Records shown:
//! Error types for tcgsearch-client

use thiserror::Error;

#[derive(Error, Debug)]
pub enum ClientError {
    #[error("Invalid upstream base URL: {url}")]
    InvalidBaseUrl { url: String },

    #[error("HTTP client setup failed: {0}")]
    Build(#[source] reqwest::Error),

    #[error("Request to {endpoint} failed: {source}")]
    Transport {
        endpoint: String,
        #[source]
        source: reqwest::Error,
    },

    #[error("{endpoint} returned HTTP {status}")]
    Status { endpoint: String, status: u16 },

    #[error("Could not decode {endpoint} response: {source}")]
    Decode {
        endpoint: String,
        #[source]
        source: serde_json::Error,
    },
}

impl ClientError {
    /// Upstream path the error came from, if any
    pub fn endpoint(&self) -> Option<&str> {
        match self {
            ClientError::Transport { endpoint, .. }
            | ClientError::Status { endpoint, .. }
            | ClientError::Decode { endpoint, .. } => Some(endpoint),
            _ => None,
        }
    }
}

/// Result type with ClientError
pub type ClientResult<T> = Result<T, ClientError>;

What you will do:
Where the string "failed" occurs in a line of the listing, copy the line.

Reply:
    #[error("HTTP client setup failed: {0}")]
    #[error("Request to {endpoint} failed: {source}")]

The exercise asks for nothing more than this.